Чак вернулся к нам на удивление быстро, однако с улыбкой на лице и огромной поперечиной (которая казалась достойной его общешкольной репутации) в брюках, указывавшей на место справа от пряжки, соответствующее часу на циферблате, а потом опустившейся к двум. За дело принялся второй мальчишка, а Чак побрел в другую комнату, попросил пива, получил его и уселся смотреть телевизор. Он позвал меня — передавали что-то интересное. Вскоре я неожиданно для себя уже сидел на чересчур плотно набитом подлокотнике кресла, обшитого тканью, на ощупь напоминавшей небритую щеку, а на моем колене оказалась вдруг изрытая ямочками черная рука, принадлежавшая здоровенной маленькой девочке, которая до этого дремала, но уже почти проснулась и с довольным видом потягивала ром с кока-колой.
— Хочешь?
— Нет, — сказал я.
Она негромко фыркнула.
— Понять не могу, что вы все нашли в этой кофейной стерве.
— Кофейной?
— Ну да, она же пизденка офейная.
— «Офейная» — значит «белая», — пробурчал Чак, набивая рот хрустящим картофелем и не отрывая взгляда от перестрелки на экране. Он поднял большой палец и, прицелившись указательным, выстрелил в телевизор. Тело его дернулось и повалилось набок, он на секунду спрятал голову под мышку, изображая убитого, шмыгнул носом и сказал: — Бр-р-р, пора мне принимать свой ежемесячный душ.

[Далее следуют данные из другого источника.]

//! Procedural texture factory.
//!
//! Every surface in the manor is painted at session build time; nothing is
//! loaded from disk except the optional resident portrait. Painters rasterize
//! into [`image::RgbaImage`] buffers sized by the active tier's texture
//! scale, so a Low-tier session pays a quarter of the pixels everywhere.
//!
//! Grain, stains, and cracks are intentionally unseeded: every visit to the
//! manor wears slightly differently. Structural marks (borders, lettering,
//! progress dots) are always painted after the grain, so their pixels come
//! out identical across renders at the same scale.

pub mod font;

mod boards;
mod screens;
mod walls;

use gloam_logic::color::Rgb8;
use gloam_logic::content::ArchiveEntry;
use image::{Rgba, RgbaImage};

/// Accent used when a content accent string fails to parse.
pub const FALLBACK_ACCENT: Rgb8 = Rgb8::new(0xc4, 0x98, 0x50);

/// Paints every manor surface at a fixed resolution scale.
#[derive(Debug, Clone, Copy)]
pub struct TextureFactory {
    scale: f32,
}

impl TextureFactory {
    /// Degenerate scales are clamped rather than refused; a 1x1 texture is
    /// still a texture.
    pub fn new(scale: f32) -> Self {
        let scale = if scale.is_finite() { scale } else { 1.0 };
        Self { scale: scale.clamp(0.05, 4.0) }
    }

    pub fn scale(&self) -> f32 {
        self.scale
    }

    fn dims(&self, base_w: u32, base_h: u32) -> (u32, u32) {
        let w = (base_w as f32 * self.scale).round().max(1.0) as u32;
        let h = (base_h as f32 * self.scale).round().max(1.0) as u32;
        (w, h)
    }

    /// Hall wallpaper: violet-black stripes, old stains, a little blood.
    pub fn wallpaper(&self) -> RgbaImage {
        let (w, h) = self.dims(1024, 1024);
        walls::wallpaper(w, h)
    }

    /// Bump sheet shared by rough interior surfaces.
    pub fn rough_bump(&self, base_gray: u8, speck_max: u8) -> RgbaImage {
        let (w, h) = self.dims(512, 512);
        walls::rough_bump(w, h, base_gray, speck_max)
    }

    /// Hall floorboards, laid along z.
    pub fn planks(&self) -> RgbaImage {
        let (w, h) = self.dims(1024, 1024);
        walls::planks(w, h)
    }

    /// Stair tread cap.
    pub fn tread(&self) -> RgbaImage {
        let (w, h) = self.dims(256, 64);
        walls::tread(w, h)
    }

    /// Exterior brick, albedo plus bump.
    pub fn brick(&self) -> (RgbaImage, RgbaImage) {
        let (w, h) = self.dims(512, 512);
        walls::brick(w, h)
    }

    /// Rough vertical boarding for shutters and fencing.
    pub fn boards(&self, tone: &str) -> RgbaImage {
        let (w, h) = self.dims(512, 512);
        walls::boards(w, h, parse_accent(tone))
    }

    /// Flagstone paving for the yard path.
    pub fn stone(&self) -> RgbaImage {
        let (w, h) = self.dims(512, 512);
        walls::stone(w, h)
    }

    /// Poured concrete for the archive chamber.
    pub fn concrete(&self, tint: u8) -> RgbaImage {
        let (w, h) = self.dims(1024, 1024);
        walls::concrete(w, h, tint)
    }

    /// Near-black checker tiling for the archive floor.
    pub fn tiles(&self) -> RgbaImage {
        let (w, h) = self.dims(1024, 1024);
        walls::tiles(w, h)
    }

    /// Riveted machine-bay panelling for the vault.
    pub fn metal_panel(&self) -> RgbaImage {
        let (w, h) = self.dims(1024, 1024);
        walls::metal_panel(w, h)
    }

    /// Open floor grating for the vault.
    pub fn grate(&self) -> RgbaImage {
        let (w, h) = self.dims(256, 256);
        walls::grate(w, h)
    }

    /// Interior door leaf tinted toward the room accent.
    pub fn door_leaf(&self, accent: &str) -> RgbaImage {
        let (w, h) = self.dims(512, 1024);
        boards::door_leaf(w, h, parse_accent(accent))
    }

    /// Front door with the painted invitation.
    pub fn front_door(&self, name: &str, line_a: &str, line_b: &str) -> RgbaImage {
        let (w, h) = self.dims(512, 1024);
        boards::front_door(w, h, name, line_a, line_b)
    }

    /// Doorway name board.
    pub fn sign_board(&self, label: &str, accent: &str) -> RgbaImage {
        let (w, h) = self.dims(1024, 320);
        boards::sign_board(w, h, label, parse_accent(accent))
    }

    /// Wall plaque with a title and free lines, used by the library.
    pub fn plaque(&self, title: &str, lines: &[String], accent: &str) -> RgbaImage {
        let (w, h) = self.dims(1024, 512);
        boards::plaque(w, h, title, lines, parse_accent(accent))
    }

    /// Framed gallery poster.
    pub fn poster(&self, name: &str, caption: &str, accent: &str) -> RgbaImage {
        let (w, h) = self.dims(512, 768);
        boards::poster(w, h, name, caption, parse_accent(accent))
    }

    /// Parlor rug for the gallery and library floors.
    pub fn rug(&self, accent: &str) -> RgbaImage {
        let (w, h) = self.dims(512, 512);
        boards::rug(w, h, parse_accent(accent))
    }

    /// One archive record slide.
    pub fn slide(&self, entry: &ArchiveEntry, accent: &str, index: usize, total: usize) -> RgbaImage {
        let (w, h) = self.dims(1024, 640);
        screens::slide(w, h, entry, parse_accent(accent), index, total)
    }

    /// One vault record as a hologram pane.
    pub fn hologram(&self, entry: &ArchiveEntry, accent: &str, index: usize, total: usize) -> RgbaImage {
        let (w, h) = self.dims(1024, 640);
        screens::hologram(w, h, entry, parse_accent(accent), index, total)
    }

    /// Silhouette shown until (or instead of) the real portrait.
    pub fn portrait_placeholder(&self) -> RgbaImage {
        let (w, h) = self.dims(512, 640);
        screens::portrait_placeholder(w, h)
    }

    /// Apparition for the exterior window.
    pub fn ghost(&self) -> RgbaImage {
        let (w, h) = self.dims(512, 512);
        screens::ghost(w, h)
    }
}

impl Default for TextureFactory {
    fn default() -> Self {
        Self::new(1.0)
    }
}

fn parse_accent(s: &str) -> Rgb8 {
    match Rgb8::parse(s) {
        Some(c) => c,
        None => {
            log::debug!("accent {:?} did not parse, using manor gold", s);
            FALLBACK_ACCENT
        }
    }
}

// ── painter helpers ──────────────────────────────────────────────────

pub(crate) fn opaque(c: Rgb8) -> Rgba<u8> {
    Rgba([c.r, c.g, c.b, 255])
}

/// Source-over blend of one pixel. Out-of-bounds writes are dropped.
pub(crate) fn blend(img: &mut RgbaImage, x: i64, y: i64, c: Rgb8, a: f32) {
    if x < 0 || y < 0 || x >= img.width() as i64 || y >= img.height() as i64 {
        return;
    }
    let a = a.clamp(0.0, 1.0);
    let p = img.get_pixel_mut(x as u32, y as u32);
    let da = p.0[3] as f32 / 255.0;
    let out_a = a + da * (1.0 - a);
    if out_a <= f32::EPSILON {
        *p = Rgba([0, 0, 0, 0]);
        return;
    }
    let src = [c.r, c.g, c.b];
    for i in 0..3 {
        let s = src[i] as f32 / 255.0;
        let d = p.0[i] as f32 / 255.0;
        p.0[i] = (((s * a + d * da * (1.0 - a)) / out_a) * 255.0).round() as u8;
    }
    p.0[3] = (out_a * 255.0).round() as u8;
}

/// Axis-aligned filled rectangle in pixel space, clamped to the image.
pub(crate) fn rect(img: &mut RgbaImage, x0: f32, y0: f32, x1: f32, y1: f32, c: Rgb8, a: f32) {
    let xa = x0.floor().max(0.0) as i64;
    let ya = y0.floor().max(0.0) as i64;
    let xb = (x1.ceil() as i64).min(img.width() as i64);
    let yb = (y1.ceil() as i64).min(img.height() as i64);
    for y in ya..yb {
        for x in xa..xb {
            blend(img, x, y, c, a);
        }
    }
}

/// Rectangle outline drawn as four filled bands of `t` pixels, inward.
pub(crate) fn stroke_rect(img: &mut RgbaImage, x0: f32, y0: f32, x1: f32, y1: f32, t: f32, c: Rgb8, a: f32) {
    rect(img, x0, y0, x1, y0 + t, c, a);
    rect(img, x0, y1 - t, x1, y1, c, a);
    rect(img, x0, y0 + t, x0 + t, y1 - t, c, a);
    rect(img, x1 - t, y0 + t, x1, y1 - t, c, a);
}

/// Vertical gradient over the whole image. Stops are (t, color) with t
/// ascending in 0..=1.
pub(crate) fn vgradient(img: &mut RgbaImage, stops: &[(f32, Rgb8)]) {
    let h = img.height();
    for y in 0..h {
        let t = if h > 1 { y as f32 / (h - 1) as f32 } else { 0.0 };
        let c = gradient_at(stops, t);
        for x in 0..img.width() {
            img.put_pixel(x, y, opaque(c));
        }
    }
}

/// Horizontal gradient over the whole image.
pub(crate) fn hgradient(img: &mut RgbaImage, stops: &[(f32, Rgb8)]) {
    let w = img.width();
    for x in 0..w {
        let t = if w > 1 { x as f32 / (w - 1) as f32 } else { 0.0 };
        let c = gradient_at(stops, t);
        for y in 0..img.height() {
            img.put_pixel(x, y, opaque(c));
        }
    }
}

pub(crate) fn gradient_at(stops: &[(f32, Rgb8)], t: f32) -> Rgb8 {
    match stops.first() {
        Some(first) => {
            if t <= first.0 {
                return first.1;
            }
            for pair in stops.windows(2) {
                let (t0, c0) = pair[0];
                let (t1, c1) = pair[1];
                if t <= t1 {
                    let span = (t1 - t0).max(1e-6);
                    return c0.mix(c1, (t - t0) / span);
                }
            }
            stops[stops.len() - 1].1
        }
        None => Rgb8::new(0, 0, 0),
    }
}

/// Filled axis-aligned ellipse.
pub(crate) fn ellipse(img: &mut RgbaImage, cx: f32, cy: f32, rx: f32, ry: f32, c: Rgb8, a: f32) {
    if rx <= 0.0 || ry <= 0.0 {
        return;
    }
    let x0 = (cx - rx).floor() as i64;
    let x1 = (cx + rx).ceil() as i64;
    let y0 = (cy - ry).floor() as i64;
    let y1 = (cy + ry).ceil() as i64;
    for y in y0..=y1 {
        for x in x0..=x1 {
            let dx = (x as f32 + 0.5 - cx) / rx;
            let dy = (y as f32 + 0.5 - cy) / ry;
            if dx * dx + dy * dy <= 1.0 {
                blend(img, x, y, c, a);
            }
        }
    }
}

/// Radial falloff disc: alpha `a0` at the center fading to zero at `r`.
pub(crate) fn glow(img: &mut RgbaImage, cx: f32, cy: f32, r: f32, c: Rgb8, a0: f32) {
    if r <= 0.0 {
        return;
    }
    let x0 = (cx - r).floor() as i64;
    let x1 = (cx + r).ceil() as i64;
    let y0 = (cy - r).floor() as i64;
    let y1 = (cy + r).ceil() as i64;
    for y in y0..=y1 {
        for x in x0..=x1 {
            let dx = x as f32 + 0.5 - cx;
            let dy = y as f32 + 0.5 - cy;
            let d = (dx * dx + dy * dy).sqrt() / r;
            if d < 1.0 {
                blend(img, x, y, c, a0 * (1.0 - d));
            }
        }
    }
}

/// Jagged stroked polyline, stamped as `width`-sized dabs along each
/// segment. Good enough for cracks and drips.
pub(crate) fn polyline(img: &mut RgbaImage, pts: &[(f32, f32)], width: f32, c: Rgb8, a: f32) {
    let half = (width * 0.5).max(0.5);
    for pair in pts.windows(2) {
        let (ax, ay) = pair[0];
        let (bx, by) = pair[1];
        let len = ((bx - ax).powi(2) + (by - ay).powi(2)).sqrt();
        let steps = (len / half).ceil().max(1.0) as u32;
        for i in 0..=steps {
            let t = i as f32 / steps as f32;
            let x = ax + (bx - ax) * t;
            let y = ay + (by - ay) * t;
            rect(img, x - half, y - half, x + half, y + half, c, a);
        }
    }
}

#[cfg(test)]
mod tests {
    use super::*;
    use gloam_logic::content::ManorContent;

    fn exact_pixels(img: &RgbaImage, c: Rgb8) -> Vec<(u32, u32)> {
        let target = opaque(c);
        let mut out = Vec::new();
        for (x, y, p) in img.enumerate_pixels() {
            if *p == target {
                out.push((x, y));
            }
        }
        out
    }

    #[test]
    fn test_scale_drives_dimensions() {
        let full = TextureFactory::new(1.0);
        let quarter = TextureFactory::new(0.25);
        assert_eq!(full.wallpaper().dimensions(), (1024, 1024));
        assert_eq!(quarter.wallpaper().dimensions(), (256, 256));
        assert_eq!(quarter.sign_board("HALL", "#44aaee").dimensions(), (256, 80));
    }

    #[test]
    fn test_degenerate_scale_clamps() {
        let f = TextureFactory::new(0.0);
        let img = f.tread();
        assert!(img.width() >= 1 && img.height() >= 1);
        assert!(TextureFactory::new(f32::NAN).scale() > 0.0);
    }

    #[test]
    fn test_sign_structure_is_deterministic_across_renders() {
        let f = TextureFactory::new(0.5);
        let accent = Rgb8::parse("#44aaee").unwrap();
        let a = f.sign_board("ARCHIVE", "#44aaee");
        let b = f.sign_board("ARCHIVE", "#44aaee");
        let pa = exact_pixels(&a, accent);
        let pb = exact_pixels(&b, accent);
        assert!(!pa.is_empty());
        assert_eq!(pa, pb);
    }

    #[test]
    fn test_sign_grain_differs_between_renders() {
        let f = TextureFactory::new(0.5);
        let a = f.sign_board("ARCHIVE", "#44aaee");
        let b = f.sign_board("ARCHIVE", "#44aaee");
        assert_ne!(a.as_raw(), b.as_raw());
    }

    #[test]
    fn test_slide_heading_is_deterministic_across_renders() {
        let f = TextureFactory::new(0.5);
        let content = ManorContent::default();
        let entry = &content.archive[0];
        let white = Rgb8::new(255, 255, 255);
        let a = f.slide(entry, "#44aaee", 0, content.archive.len());
        let b = f.slide(entry, "#44aaee", 0, content.archive.len());
        let pa = exact_pixels(&a, white);
        assert!(!pa.is_empty());
        assert_eq!(pa, exact_pixels(&b, white));
    }

    #[test]
    fn test_bad_accent_falls_back_to_gold() {
        let f = TextureFactory::new(0.25);
        let img = f.sign_board("VAULT", "not-a-color");
        assert!(!exact_pixels(&img, FALLBACK_ACCENT).is_empty());
    }

    #[test]
    fn test_brick_pair_shares_dimensions() {
        let f = TextureFactory::new(0.25);
        let (map, bump) = f.brick();
        assert_eq!(map.dimensions(), bump.dimensions());
    }

    #[test]
    fn test_gradient_at_clamps_and_interpolates() {
        let stops = [(0.0, Rgb8::new(0, 0, 0)), (1.0, Rgb8::new(200, 100, 50))];
        assert_eq!(gradient_at(&stops, -1.0), Rgb8::new(0, 0, 0));
        assert_eq!(gradient_at(&stops, 2.0), Rgb8::new(200, 100, 50));
        let mid = gradient_at(&stops, 0.5);
        assert!(mid.r > 80 && mid.r < 120);
    }
}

— Эй, милок, — говорила женщина, сидевшая рядом со мной, — у меня внизу есть обшарпанная клетушка. Может, расслабимся? Хочешь расслабиться? Эта офейная пизденка берет десять монет. Я тебе дам и за восемь. Восемь за нормальный ход, десять — за кругосветку.
— Что это значит?
Она с гусиным шипением прыснула в розовую ладошку. Опустив руку, она продолжала ухмыляться.
— Ты что, вообще ничего не знаешь? Эх, молодо-зелено. Кругосветка — значит, я начинаю с губ и целую тебя всего, сверху донизу, вокруг света, с долгим привалом на южном полюсе! — Еще одно шипение, приглушенное рукой.